Di tengah wabah korupsi, kekerasan, dan eksploitasi ekonomi yang terjadi di negerinya, Uskup Romero tidak mengabaikan kenyataan seperti itu, melainkan menantangnya. Seperti halnya Yesus yang berada di tengah situasi yang korup, penuh kekerasan, dan eksploitasi ekonomi (Mat. 20:25;21:12-17) Yesus justru menentangnya secara langsung. Tujuannya tidak lain adalah untuk membela orang-orang kecil dan lemah. Mengembalikan apa yang menjadi hak mereka, mengangkat harkat dan martabat orang-orang kecil dan lemah dengan sentuhan kasih dan kebaikan yang terpancar dari hati-Nya. Inilah peristiwa inkarnasi, Allah menjadi manusia. KASIH yang menjadi identitas Allah yang sejati diwujudkan dalam dunia kehiduapan kita agar semua menjadi bahagia.
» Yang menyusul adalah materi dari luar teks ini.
use std::collections::HashMap;
use std::sync::Arc;

use crate::{Delivery, Message, Result, SubscribeOptions};

/// Type-erased subscription handler.
///
/// Called with the delivered payload and the guarded delivery handle.
/// Wrapped in `Arc` so the hub can clone it out of the registry and release
/// its lock before running user code.
pub type SubscriptionFn = Arc<dyn Fn(Message, &Delivery) -> Result<()> + Send + Sync>;

struct Entry {
    handler: SubscriptionFn,
    options: SubscribeOptions,
}

/// One handler per queue, with the options it was subscribed with.
#[derive(Default)]
pub struct SubscriptionRegistry {
    // ---
    entries: HashMap<String, Entry>,
}

impl SubscriptionRegistry {
    /// Subscribe `handler` to `queue_name`, silently replacing any previous
    /// subscription.
    pub fn define(&mut self, queue_name: &str, options: SubscribeOptions, handler: SubscriptionFn) {
        // ---
        self.entries
            .insert(queue_name.to_owned(), Entry { handler, options });
    }

    /// Remove the subscription on `queue_name`.
    ///
    /// Returns whether there was one to remove.
    pub fn undefine(&mut self, queue_name: &str) -> bool {
        self.entries.remove(queue_name).is_some()
    }

    /// Handler and resolved auto-ack flag for `queue_name`.
    pub fn lookup(&self, queue_name: &str) -> Option<(SubscriptionFn, bool)> {
        // ---
        self.entries
            .get(queue_name)
            .map(|entry| (entry.handler.clone(), entry.options.auto_ack()))
    }

    pub fn options(&self, queue_name: &str) -> Option<&SubscribeOptions> {
        self.entries.get(queue_name).map(|entry| &entry.options)
    }

    /// Names of subscribed queues, sorted.
    pub fn queue_names(&self) -> Vec<String> {
        // ---
        let mut names: Vec<String> = self.entries.keys().cloned().collect();
        names.sort();
        names
    }

    pub fn clear(&mut self) {
        self.entries.clear();
    }
}

impl std::fmt::Debug for SubscriptionRegistry {
    fn fmt(&self, f: &mut std::fmt::Formatter<'_>) -> std::fmt::Result {
        f.debug_map()
            .entries(self.entries.iter().map(|(name, entry)| (name, &entry.options)))
            .finish()
    }
}
//! In-memory test double for an agent-style message queue client
//!
//! Application code written against agents, senders and receivers can run
//! unchanged in tests against a [`FakeHub`] instead of a broker. Published
//! messages are recorded per queue, subscriptions are invoked synchronously
//! through [`FakeHub::send_message`], request/reply round trips are answered
//! instantly by registered reply functions, and every delivery is guarded so
//! that acknowledging it twice is an error.
//!
//! ```
//! use mom_double::{Agent, Error, FakeHub, RecordingHandle, SubscribeOptions};
//! use serde_json::json;
//!
//! let hub = FakeHub::new();
//! let agent = Agent::with_hub(hub.clone());
//!
//! agent
//!     .receiver("jobs", SubscribeOptions::default())
//!     .subscribe(|_payload, delivery| delivery.ack());
//!
//! // auto-ack already acknowledged the delivery
//! let err = hub.send_message("jobs", json!("work"), RecordingHandle::new()).unwrap_err();
//! assert!(matches!(err, Error::MessageAckedTwice(_)));
//! ```

// Import all sub modules once...
mod agent;
mod domain;
mod hub;
mod logger;
mod macros;
mod messaging;
mod options;
mod registry;

mod error;

#[allow(unused_imports)]
pub(crate) use macros::{log_debug, log_error, log_info, log_warn};

pub(crate) use hub::lock_ignore_poison;

// Re-export main types
pub use agent::Agent;
pub use hub::{global_hub, reset, FakeHub};
pub use messaging::{Receiver, ReplyCallback, RequeueLimitFn, Sender};

pub use error::{Error, Result};
pub use logger::{Level, LevelLog, TestLogger};

pub use options::{
    //
    AgentOptions,
    ReplyOptions,
    RequeueOptions,
    SenderOptions,
    SubscribeOptions,
};

pub use registry::{ReplyFn, SubscriptionFn};

// --- public re-exports
pub use domain::{
    //
    Delivery,
    DeliveryHandle,
    DeliveryHandlePtr,
    DeliveryTag,
    Message,
    RecordingHandle,
};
Suatu refleksi alamiah yang terpancar dari fenomena alam yang menjadi buku kehidupan manusia adalah peristiwa Natal yang selalu membawa sebuah revolusi bagi alam secara keseluruhan. Peralihan musim panas ke musim hujan, musim gugur ke musim semi, menggambarkan suatu pembaruan. Singkatnya, kelahiran Yesus Kristus membawa rahmat pembebasan bagi alam semesta. Kedatangan-Nya mencurahkan hujan bagi bumi untuk memberikan kesuburan bagi tanah, menumbuhkan benih yang ditabur serta membersihkan aliran-aliran sungai yang keruh dan kotor. Natal Yesus Kristus adalah peristiwa pembebasan dan pemurnian alam secara keseluruhan.
Jadi, kelahiran Sang Raja Damai dalam peristiwa Natal mau mengungkapkan bahwa keselamatan itu tidak hanya terjadi pada manusia saja melainkan seluruh ciptaan termasuk alam. Dalam konteks ini, alam pun perlu diselamatkan. Karena alam mempunyai peranan penting dan bertanggung jawab dalam hidup manusia. Alam adalah “gereja” bagi banyak orang. Hal ini terungkap dalam kisah penciptaan pada saat Allah menciptakan manusia, Allah tidak menempatkan manusia di dalam sebuah bangunan rumah (arsitektur) karya seorang arsitek, melainkan justru Allah menempatkan manusia di dalam alam (taman Eden) hasil karya tangan-Nya sendiri. Itulah sebabnya Yesus dalam peristiwa jalan salib-Nya, Ia berjuang memikul kayu salib yang dibuat dari pohon bukan besi atau baja hasil buatan tangan manusia. Yesus bahkan wafat di atasnya, dan Ia sendiri pun pada akhirnya menjadi pohon kehidupan yang tumbuh di bukit Golgota. Salib adalah tanda pemulihan relasi manusia dengan alam, sesamanya, dan Allah sendiri. Ini sebagai bukti bahwa Kristus mau memulihkan kembali relasi manusia dengan alam. Suatu ajakan untuk kembali kepada alam, kepada taman Eden, tempat segala yang hidup bertumbuh.